On Morel Grounds

MOREL MUSHROOMS ARE WILD FUNGI surrounded by lore and secrecy. Ask a forager to reveal their favorite morel spots and they’ll probably chuckle at the sheer audacity of your question. Rookie mistake. In some mushroom-enthusiast circles, questioning a new acquaintance about their morel territory is like questioning a friend about their favorite sex position: it’s intimate information that may surface after slowly building interpersonal rapport, but usually only in some mutually damning, “I’ll show you mine if you show me yours” exchange.

In line with this culture of confidentiality, I won’t divulge where I went searching for these mushrooms on a mid-April morning last year. I had never eaten a morel, hadn’t even seen one in the flesh, but I was intrigued by the sparkle that shone in the eyes of those who had.

People describe these mushrooms as tasting meaty yet delicate, earthy yet saline. Veteran foragers who’ve seen both bare years and bumper crops call morels elusive, capricious, and finicky. Leaving empty-handed was a realistic possibility.

I laced up my hiking boots, grabbed my pocketknife, and found the trailhead. I shuffled at half-speed while crooking my neck downward to survey the ground flanking the wooded path. After twenty minutes, I paused to second-guess my approach. Technically, all dirt-dwelling mushrooms are low-hanging fruit, but any morels that had popped up trailside were especially likely to have been harvested already. These gourmet nuggets sell for over eighty dollars per pound when fresh—that’s ten times pricier than your standard cremini. I gazed into the untamed boscage and figured better odds awaited off-trail.
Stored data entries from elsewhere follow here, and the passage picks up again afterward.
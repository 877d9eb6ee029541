//! # Catalog Reference Data
//!
//! Read-mostly reference data for the inventory core: known items (keyed by
//! their barcode number) and recipes. Both are immutable from the point of
//! view of the scanning and cooking flows; the `put_*` helpers exist for
//! provisioning and tests.
//!
//! Recipe ingredient and instruction lists are stored as JSON text columns
//! and decoded with serde on read. A recipe whose ingredient list decodes to
//! empty is rejected as [`CoreError::MalformedRecipe`] by the matcher rather
//! than dividing by zero.

use log::info;
use rusqlite::{params, Connection};
use serde::{Deserialize, Serialize};

use crate::error::CoreError;

/// A known grocery item, keyed by its barcode/UPC number
#[derive(Debug, Clone, PartialEq, Serialize, Deserialize)]
pub struct Item {
    /// Barcode number, unique and stable
    pub item_id: i64,
    /// Display name (e.g., "Milk", "Eggs")
    pub name: String,
    /// Quantity added to the fridge per scan
    pub default_qty: i64,
    /// Days after adding before the item is considered expired
    pub shelf_life_days: i64,
}

/// A reference recipe
#[derive(Debug, Clone, PartialEq, Serialize, Deserialize)]
pub struct Recipe {
    pub recipe_id: i64,
    pub name: String,
    /// Ordered (item id, required quantity) pairs
    pub ingredients: Vec<(i64, i64)>,
    /// Ordered preparation steps
    pub instructions: Vec<String>,
    /// Optional image path for display
    pub image: Option<String>,
}

/// Insert or replace a catalog item
pub fn put_item(conn: &Connection, item: &Item) -> Result<(), CoreError> {
    info!("Provisioning catalog item {}: {}", item.item_id, item.name);

    conn.execute(
        "INSERT OR REPLACE INTO catalog (item_id, name, default_qty, shelf_life_days)
         VALUES (?1, ?2, ?3, ?4)",
        params![item.item_id, item.name, item.default_qty, item.shelf_life_days],
    )?;

    Ok(())
}

/// Look up a catalog item by barcode number
pub fn get_item(conn: &Connection, item_id: i64) -> Result<Item, CoreError> {
    let result = conn.query_row(
        "SELECT item_id, name, default_qty, shelf_life_days FROM catalog WHERE item_id = ?1",
        params![item_id],
        |row| {
            Ok(Item {
                item_id: row.get(0)?,
                name: row.get(1)?,
                default_qty: row.get(2)?,
                shelf_life_days: row.get(3)?,
            })
        },
    );

    match result {
        Ok(item) => Ok(item),
        Err(rusqlite::Error::QueryReturnedNoRows) => Err(CoreError::NotFound(format!(
            "item {item_id} is not in the catalog"
        ))),
        Err(e) => Err(e.into()),
    }
}

/// Look up a catalog item id by display name (case-insensitive)
pub fn find_item_by_name(conn: &Connection, name: &str) -> Result<i64, CoreError> {
    let result = conn.query_row(
        "SELECT item_id FROM catalog WHERE lower(name) = lower(?1)",
        params![name],
        |row| row.get(0),
    );

    match result {
        Ok(id) => Ok(id),
        Err(rusqlite::Error::QueryReturnedNoRows) => Err(CoreError::NotFound(format!(
            "no catalog item named '{name}'"
        ))),
        Err(e) => Err(e.into()),
    }
}

/// Insert or replace a recipe
pub fn put_recipe(conn: &Connection, recipe: &Recipe) -> Result<(), CoreError> {
    info!(
        "Provisioning recipe {}: {} ({} ingredients)",
        recipe.recipe_id,
        recipe.name,
        recipe.ingredients.len()
    );

    let ingredients = serde_json::to_string(&recipe.ingredients)?;
    let instructions = serde_json::to_string(&recipe.instructions)?;

    conn.execute(
        "INSERT OR REPLACE INTO recipes (recipe_id, name, ingredients, instructions, image)
         VALUES (?1, ?2, ?3, ?4, ?5)",
        params![recipe.recipe_id, recipe.name, ingredients, instructions, recipe.image],
    )?;

    Ok(())
}

fn recipe_from_row(row: &rusqlite::Row) -> rusqlite::Result<(i64, String, String, String, Option<String>)> {
    Ok((
        row.get(0)?,
        row.get(1)?,
        row.get(2)?,
        row.get(3)?,
        row.get(4)?,
    ))
}

fn decode_recipe(
    (recipe_id, name, ingredients, instructions, image): (i64, String, String, String, Option<String>),
) -> Result<Recipe, CoreError> {
    Ok(Recipe {
        recipe_id,
        name,
        ingredients: serde_json::from_str(&ingredients)?,
        instructions: serde_json::from_str(&instructions)?,
        image,
    })
}

/// Look up a recipe by id
pub fn get_recipe(conn: &Connection, recipe_id: i64) -> Result<Recipe, CoreError> {
    let result = conn.query_row(
        "SELECT recipe_id, name, ingredients, instructions, image
         FROM recipes WHERE recipe_id = ?1",
        params![recipe_id],
        recipe_from_row,
    );

    match result {
        Ok(raw) => decode_recipe(raw),
        Err(rusqlite::Error::QueryReturnedNoRows) => {
            Err(CoreError::NotFound(format!("recipe {recipe_id} does not exist")))
        }
        Err(e) => Err(e.into()),
    }
}

/// Return every recipe in the catalog, ordered by id
pub fn all_recipes(conn: &Connection) -> Result<Vec<Recipe>, CoreError> {
    let mut stmt = conn.prepare(
        "SELECT recipe_id, name, ingredients, instructions, image
         FROM recipes ORDER BY recipe_id",
    )?;

    let rows = stmt.query_map([], recipe_from_row)?;

    let mut recipes = Vec::new();
    for row in rows {
        recipes.push(decode_recipe(row?)?);
    }

    Ok(recipes)
}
While trudging into untracked territory, my eyes scanned the detritus for a fungal cap. Morels here in the mid-Atlantic region vary in color, from blonde to brunette to gray, the same palette as the forest’s carpet of seed pods, sticks, and dead leaves. My retinas worked overtime, living some organic version of Where’s Waldo. This continuous eagle-eye focus left no room in my mind for even a thread of tangential thought.

Less than ten minutes after leaving the trail, it happened. I spotted a ridged auburn nub on the ground. I gasped to nobody and squatted to shroom level. My hands cleared away the surrounding leaves, and my pocketknife sliced the fungus free at its beige-colored base. The whole affair was maybe an inch long. I cut it lengthwise and peeled the two halves open like a locket to discover that the mushroom was hollow. Good. This is a key characteristic for identification; the morel’s toxic lookalike, the false morel, is filled with white, wispy fuzz.
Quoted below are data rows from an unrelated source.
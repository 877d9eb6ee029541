//! # Recipe Matcher
//!
//! Ranks every known recipe against the current fridge contents and keeps the
//! five best. A recipe's score is the fraction of its required ingredients
//! that are in the fridge in sufficient quantity.
//!
//! ## Ranking rules
//!
//! - Presence alone is not enough: an ingredient that is in the fridge but
//!   below the required quantity does not count as matched.
//! - A candidate only enters the top five by strictly beating the current
//!   minimum score; on a tie at the minimum, the earliest-inserted entry
//!   survives. This is defined behavior, not an ordering accident.
//! - The result always has exactly [`TOP_K`] slots; with fewer recipes in the
//!   catalog the tail is padded with placeholder entries.

use std::collections::HashMap;

use log::warn;
use rusqlite::Connection;
use serde::{Deserialize, Serialize};

use crate::catalog::{self, Recipe};
use crate::error::CoreError;
use crate::fridge;

/// Number of recipe suggestions returned per call
pub const TOP_K: usize = 5;

/// A scored recipe suggestion
#[derive(Debug, Clone, PartialEq, Serialize, Deserialize)]
pub struct RecipeMatch {
    /// `None` for a padding slot when the catalog has fewer than [`TOP_K`] recipes
    pub recipe_id: Option<i64>,
    pub name: String,
    /// Fraction of required ingredients on hand in sufficient quantity, in [0, 1]
    pub match_fraction: f64,
}

impl RecipeMatch {
    fn placeholder() -> Self {
        RecipeMatch {
            recipe_id: None,
            name: String::new(),
            match_fraction: 0.0,
        }
    }

    /// True for an unfilled padding slot
    pub fn is_placeholder(&self) -> bool {
        self.recipe_id.is_none()
    }
}

/// Score one recipe against the indexed fridge stock
///
/// `stock` maps item id to quantity on hand. Fails with
/// [`CoreError::MalformedRecipe`] for a recipe with no required ingredients.
pub fn match_fraction(recipe: &Recipe, stock: &HashMap<i64, i64>) -> Result<f64, CoreError> {
    if recipe.ingredients.is_empty() {
        return Err(CoreError::MalformedRecipe(format!(
            "recipe {} ('{}') has no required ingredients",
            recipe.recipe_id, recipe.name
        )));
    }

    let mut matched = 0usize;
    for &(item_id, required) in &recipe.ingredients {
        if let Some(&on_hand) = stock.get(&item_id) {
            if on_hand >= required {
                matched += 1;
            }
        }
    }

    Ok(matched as f64 / recipe.ingredients.len() as f64)
}

/// Rank all recipes against the current fridge contents
///
/// Returns exactly [`TOP_K`] entries sorted descending by match fraction;
/// ties keep the order in which entries won their slot. Malformed recipes
/// are logged and excluded rather than failing the whole ranking.
pub fn top_recipes(conn: &Connection) -> Result<Vec<RecipeMatch>, CoreError> {
    // One consistent snapshot of fridge quantities, indexed by item id, so
    // scoring never interleaves per-ingredient queries with concurrent writes.
    let stock: HashMap<i64, i64> = fridge::get_all(conn)?
        .into_iter()
        .map(|entry| (entry.item_id, entry.quantity))
        .collect();

    let recipes = catalog::all_recipes(conn)?;

    let mut slots: Vec<RecipeMatch> = (0..TOP_K).map(|_| RecipeMatch::placeholder()).collect();

    for recipe in &recipes {
        let fraction = match match_fraction(recipe, &stock) {
            Ok(fraction) => fraction,
            Err(e) => {
                warn!("Excluding recipe {} from ranking: {}", recipe.recipe_id, e);
                continue;
            }
        };

        // Strict `<` keeps the first slot holding the minimum
        let mut min_idx = 0;
        for i in 1..slots.len() {
            if slots[i].match_fraction < slots[min_idx].match_fraction {
                min_idx = i;
            }
        }

        // Only a strict improvement over the current minimum earns a slot
        if fraction > slots[min_idx].match_fraction {
            slots.remove(min_idx);
            slots.push(RecipeMatch {
                recipe_id: Some(recipe.recipe_id),
                name: recipe.name.clone(),
                match_fraction: fraction,
            });
        }
    }

    // Stable sort: ties keep slot-insertion order
    slots.sort_by(|a, b| b.match_fraction.total_cmp(&a.match_fraction));

    Ok(slots)
}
All the other recognition tips I’d studied were colliding with adrenaline inside my mind—stem connected to the veil in the proper place; cap’s pits and ridges looked right. Feeling confident enough, I stored the specimen in a plastic container I’d brought. This is probably the closest an herbivore would ever get to the feeling of a successful hunt, I thought. I continued, electrified.

Seven more morels appeared over the next three hours. I meandered back to where the car was parked, and despite having added a few mushrooms to my backpack, I felt lighter. The time spent immersed in the forest floor patchwork had given my brain a chance to wring itself free of the thoughts that often saturate my consciousness. It was the mental version of tidying a long-neglected room and then looking around and thinking, was there really this much space in here all along?
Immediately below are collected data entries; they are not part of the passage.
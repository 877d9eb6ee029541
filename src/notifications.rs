//! # Notification Deriver
//!
//! Turns a fridge snapshot into actionable notifications: items running low,
//! items about to expire and items already expired. Derivation is a pure
//! function over the snapshot; nothing is persisted and each call recomputes
//! from scratch.
//!
//! Each entry is evaluated independently and can emit zero, one or two
//! notifications: low stock is orthogonal to the expiry check, while
//! expiring-soon and expired are mutually exclusive (they split on the sign
//! of the days-to-expiry value).

use chrono::NaiveDate;
use serde::{Deserialize, Serialize};

use crate::fridge::FridgeEntry;

/// Thresholds for notification derivation
#[derive(Debug, Clone, PartialEq, Serialize, Deserialize)]
pub struct NotifyConfig {
    /// Quantity at or below which an item counts as running low
    pub low_stock_threshold: i64,
    /// Days-to-expiry at or below which the expiry check fires
    pub expiry_window_days: i64,
}

impl Default for NotifyConfig {
    fn default() -> Self {
        NotifyConfig {
            low_stock_threshold: 5,
            expiry_window_days: 5,
        }
    }
}

/// What a notification is about
#[derive(Debug, Clone, Copy, PartialEq, Eq, Serialize, Deserialize)]
pub enum NotificationKind {
    LowStock,
    ExpiringSoon,
    Expired,
}

impl std::fmt::Display for NotificationKind {
    fn fmt(&self, f: &mut std::fmt::Formatter<'_>) -> std::fmt::Result {
        match self {
            NotificationKind::LowStock => write!(f, "low stock"),
            NotificationKind::ExpiringSoon => write!(f, "expiring soon"),
            NotificationKind::Expired => write!(f, "expired"),
        }
    }
}

/// One actionable notification about a fridge item
#[derive(Debug, Clone, PartialEq, Serialize, Deserialize)]
pub struct Notification {
    pub item_id: i64,
    pub name: String,
    pub kind: NotificationKind,
    /// Human-readable detail (e.g., "expiring in 3 days")
    pub detail: String,
}

/// Derive notifications from a fridge snapshot
///
/// Output order follows the snapshot's iteration order; callers wanting
/// severity ordering sort on their side.
pub fn derive(entries: &[FridgeEntry], today: NaiveDate, config: &NotifyConfig) -> Vec<Notification> {
    let mut notifications = Vec::new();

    for entry in entries {
        if entry.quantity <= config.low_stock_threshold {
            notifications.push(Notification {
                item_id: entry.item_id,
                name: entry.name.clone(),
                kind: NotificationKind::LowStock,
                detail: format!("only {} left", entry.quantity),
            });
        }

        let days = entry.days_to_expiry(today);
        if days <= config.expiry_window_days {
            if days < 0 {
                notifications.push(Notification {
                    item_id: entry.item_id,
                    name: entry.name.clone(),
                    kind: NotificationKind::Expired,
                    detail: format!("expired {} days ago", -days),
                });
            } else {
                notifications.push(Notification {
                    item_id: entry.item_id,
                    name: entry.name.clone(),
                    kind: NotificationKind::ExpiringSoon,
                    detail: format!("expiring in {} days", days),
                });
            }
        }
    }

    notifications
}
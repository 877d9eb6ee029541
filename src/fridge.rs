//! # Fridge Store
//!
//! The mutable per-household inventory. Each row is keyed by the item's
//! barcode number, so an item can appear at most once; scanning the same
//! barcode again tops up the existing row instead of inserting a duplicate.
//!
//! Top-ups keep the original `date_added` and `shelf_life_days` — the oldest
//! addition governs expiry. All mutations run read-then-write inside a single
//! transaction.

use chrono::{Duration, Local, NaiveDate};
use log::info;
use rusqlite::{params, Connection, OptionalExtension};
use serde::{Deserialize, Serialize};

use crate::error::CoreError;

/// One inventory row: an item currently in the fridge
#[derive(Debug, Clone, PartialEq, Serialize, Deserialize)]
pub struct FridgeEntry {
    /// Barcode number, references the catalog
    pub item_id: i64,
    /// Display name, copied from the catalog at add time
    pub name: String,
    /// Units on hand, always positive at rest
    pub quantity: i64,
    /// Date of the first addition (not refreshed by top-ups)
    pub date_added: NaiveDate,
    /// Shelf life copied from the catalog at add time
    pub shelf_life_days: i64,
}

impl FridgeEntry {
    /// The date on which this entry is considered expired
    pub fn expires_on(&self) -> NaiveDate {
        self.date_added + Duration::days(self.shelf_life_days)
    }

    /// Days until expiry relative to `today`; negative once expired
    pub fn days_to_expiry(&self, today: NaiveDate) -> i64 {
        self.expires_on().signed_duration_since(today).num_days()
    }
}

/// Return the full fridge contents, ordered by item id
pub fn get_all(conn: &Connection) -> Result<Vec<FridgeEntry>, CoreError> {
    let mut stmt = conn.prepare(
        "SELECT item_id, name, quantity, date_added, shelf_life_days
         FROM fridge ORDER BY item_id",
    )?;

    let rows = stmt.query_map([], |row| {
        Ok(FridgeEntry {
            item_id: row.get(0)?,
            name: row.get(1)?,
            quantity: row.get(2)?,
            date_added: row.get(3)?,
            shelf_life_days: row.get(4)?,
        })
    })?;

    let mut entries = Vec::new();
    for row in rows {
        entries.push(row?);
    }

    Ok(entries)
}

/// Add `quantity` units of an item to the fridge
///
/// If the item already has a row, the quantity is added to it and the
/// original `date_added`/`shelf_life_days` are kept. Otherwise a new row is
/// inserted dated today.
pub fn add(
    conn: &Connection,
    item_id: i64,
    name: &str,
    quantity: i64,
    shelf_life_days: i64,
) -> Result<(), CoreError> {
    add_on(conn, item_id, name, quantity, shelf_life_days, Local::now().date_naive())
}

/// Like [`add`], with an explicit date for the new-row case
pub fn add_on(
    conn: &Connection,
    item_id: i64,
    name: &str,
    quantity: i64,
    shelf_life_days: i64,
    today: NaiveDate,
) -> Result<(), CoreError> {
    let tx = conn.unchecked_transaction()?;

    let existing: Option<i64> = tx
        .query_row(
            "SELECT quantity FROM fridge WHERE item_id = ?1",
            params![item_id],
            |row| row.get(0),
        )
        .optional()?;

    match existing {
        Some(current) => {
            info!("Topping up fridge item {item_id}: {current} + {quantity}");
            tx.execute(
                "UPDATE fridge SET quantity = ?1 WHERE item_id = ?2",
                params![current + quantity, item_id],
            )?;
        }
        None => {
            info!("Adding new fridge item {item_id} ({name}), quantity {quantity}");
            tx.execute(
                "INSERT INTO fridge (item_id, name, quantity, date_added, shelf_life_days)
                 VALUES (?1, ?2, ?3, ?4, ?5)",
                params![item_id, name, quantity, today, shelf_life_days],
            )?;
        }
    }

    tx.commit()?;
    Ok(())
}

/// Subtract `amount` units of an item from the fridge
///
/// A missing row is a silent no-op. A non-positive `amount` is the designated
/// delete signal and removes the row unconditionally; callers must not pass
/// `amount <= 0` to mean "consume nothing". If the subtraction brings the
/// quantity to zero or below, the row is deleted rather than left at a
/// non-positive quantity.
pub fn consume(conn: &Connection, item_id: i64, amount: i64) -> Result<(), CoreError> {
    let tx = conn.unchecked_transaction()?;
    consume_within(&tx, item_id, amount)?;
    tx.commit()?;
    Ok(())
}

/// Consumption body without its own transaction, for callers that batch
/// several consumptions atomically (recipe cooking).
pub(crate) fn consume_within(conn: &Connection, item_id: i64, amount: i64) -> Result<(), CoreError> {
    let existing: Option<i64> = conn
        .query_row(
            "SELECT quantity FROM fridge WHERE item_id = ?1",
            params![item_id],
            |row| row.get(0),
        )
        .optional()?;

    let Some(current) = existing else {
        info!("Consume of item {item_id} ignored: not in fridge");
        return Ok(());
    };

    // Non-positive amount is the delete signal
    let new_qty = if amount > 0 { current - amount } else { 0 };

    if new_qty <= 0 {
        info!("Removing fridge item {item_id} (was {current})");
        conn.execute("DELETE FROM fridge WHERE item_id = ?1", params![item_id])?;
    } else {
        info!("Consuming {amount} of fridge item {item_id}: {current} -> {new_qty}");
        conn.execute(
            "UPDATE fridge SET quantity = ?1 WHERE item_id = ?2",
            params![new_qty, item_id],
        )?;
    }

    Ok(())
}

/// Remove an item's row entirely (user clearing an entry)
pub fn remove(conn: &Connection, item_id: i64) -> Result<(), CoreError> {
    consume(conn, item_id, 0)
}

#[cfg(test)]
mod tests {
    use super::*;
    use anyhow::Result;
    use tempfile::NamedTempFile;

    fn setup_test_db() -> Result<(Connection, NamedTempFile)> {
        let temp_file = NamedTempFile::new()?;
        let conn = Connection::open(temp_file.path())?;
        crate::db::init_database_schema(&conn)?;
        Ok((conn, temp_file))
    }

    fn entry_count(conn: &Connection) -> Result<i64> {
        Ok(conn.query_row("SELECT count(*) FROM fridge", [], |row| row.get(0))?)
    }

    #[test]
    fn test_add_twice_merges_into_one_entry() -> Result<()> {
        let (conn, _temp_file) = setup_test_db()?;

        add(&conn, 42, "Milk", 3, 7)?;
        add(&conn, 42, "Milk", 3, 7)?;

        let entries = get_all(&conn)?;
        assert_eq!(entries.len(), 1);
        assert_eq!(entries[0].quantity, 6);

        Ok(())
    }

    #[test]
    fn test_add_keeps_oldest_date_on_top_up() -> Result<()> {
        let (conn, _temp_file) = setup_test_db()?;

        let first = NaiveDate::from_ymd_opt(2024, 1, 1).unwrap();
        let later = NaiveDate::from_ymd_opt(2024, 1, 20).unwrap();

        add_on(&conn, 42, "Milk", 2, 7, first)?;
        add_on(&conn, 42, "Milk", 2, 14, later)?;

        let entries = get_all(&conn)?;
        assert_eq!(entries[0].quantity, 4);
        // The oldest addition governs expiry
        assert_eq!(entries[0].date_added, first);
        assert_eq!(entries[0].shelf_life_days, 7);

        Ok(())
    }

    #[test]
    fn test_partial_consume_updates_in_place() -> Result<()> {
        let (conn, _temp_file) = setup_test_db()?;

        add(&conn, 42, "Milk", 10, 7)?;
        consume(&conn, 42, 4)?;

        let entries = get_all(&conn)?;
        assert_eq!(entries.len(), 1);
        assert_eq!(entries[0].quantity, 6);

        Ok(())
    }

    #[test]
    fn test_consume_to_zero_deletes_entry() -> Result<()> {
        let (conn, _temp_file) = setup_test_db()?;

        add(&conn, 42, "Milk", 4, 7)?;
        consume(&conn, 42, 4)?;

        assert_eq!(entry_count(&conn)?, 0);

        Ok(())
    }

    #[test]
    fn test_consume_past_zero_deletes_entry() -> Result<()> {
        let (conn, _temp_file) = setup_test_db()?;

        add(&conn, 42, "Milk", 2, 7)?;
        consume(&conn, 42, 100)?;

        assert_eq!(entry_count(&conn)?, 0);

        Ok(())
    }

    #[test]
    fn test_non_positive_amount_deletes_unconditionally() -> Result<()> {
        let (conn, _temp_file) = setup_test_db()?;

        add(&conn, 42, "Milk", 50, 7)?;
        consume(&conn, 42, 0)?;
        assert_eq!(entry_count(&conn)?, 0);

        add(&conn, 43, "Eggs", 12, 21)?;
        consume(&conn, 43, -5)?;
        assert_eq!(entry_count(&conn)?, 0);

        Ok(())
    }

    #[test]
    fn test_consume_missing_entry_is_a_no_op() -> Result<()> {
        let (conn, _temp_file) = setup_test_db()?;

        consume(&conn, 42, 3)?;
        assert_eq!(entry_count(&conn)?, 0);

        Ok(())
    }

    #[test]
    fn test_remove_clears_entry() -> Result<()> {
        let (conn, _temp_file) = setup_test_db()?;

        add(&conn, 42, "Milk", 50, 7)?;
        remove(&conn, 42)?;

        assert_eq!(entry_count(&conn)?, 0);

        Ok(())
    }

    #[test]
    fn test_get_all_ordered_by_item_id() -> Result<()> {
        let (conn, _temp_file) = setup_test_db()?;

        add(&conn, 30, "Butter", 1, 30)?;
        add(&conn, 10, "Milk", 1, 7)?;
        add(&conn, 20, "Eggs", 12, 21)?;

        let ids: Vec<i64> = get_all(&conn)?.iter().map(|e| e.item_id).collect();
        assert_eq!(ids, vec![10, 20, 30]);

        Ok(())
    }

    #[test]
    fn test_days_to_expiry_arithmetic() {
        let entry = FridgeEntry {
            item_id: 42,
            name: "Milk".to_string(),
            quantity: 1,
            date_added: NaiveDate::from_ymd_opt(2024, 1, 1).unwrap(),
            shelf_life_days: 7,
        };

        let same_day = NaiveDate::from_ymd_opt(2024, 1, 1).unwrap();
        assert_eq!(entry.days_to_expiry(same_day), 7);

        let on_expiry = NaiveDate::from_ymd_opt(2024, 1, 8).unwrap();
        assert_eq!(entry.days_to_expiry(on_expiry), 0);

        let past = NaiveDate::from_ymd_opt(2024, 1, 10).unwrap();
        assert_eq!(entry.days_to_expiry(past), -2);
    }
}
Later, in my kitchen, I floated my findings in water to dislodge any dirt or insects lingering in the mushrooms’ crevices. I lined the fungi up on a wooden cutting board by size and double-checked their identity, but mostly I just pondered the strangeness of their honeycomb-like exterior. The longer I stared into the caps’ bizarre undulations, the more I became convinced that morels were dreamt up by Smurfs. I imagined a Smurf council meeting underground annually as winter breaks, voting on where to send their floor-fruits that year. Scientists would tell you that specific temperature and moisture conditions trigger morels to surface, but I stand by Smurf theory.

Finally, I coated my morels with flour, sautéed them with butter, sprinkled them with salt. You could complete your own foray in the time it would take me to fully describe the flavor. Neither the wild taste nor the foraging experience were for sale at the handful of supermarkets within walking distance of my apartment in the city. My forest-to-table experience was rewarding and I’ll search again next year. But sorry, I’m still not saying where. O

 

Annie Greene is a science writer based in Washington, D.C.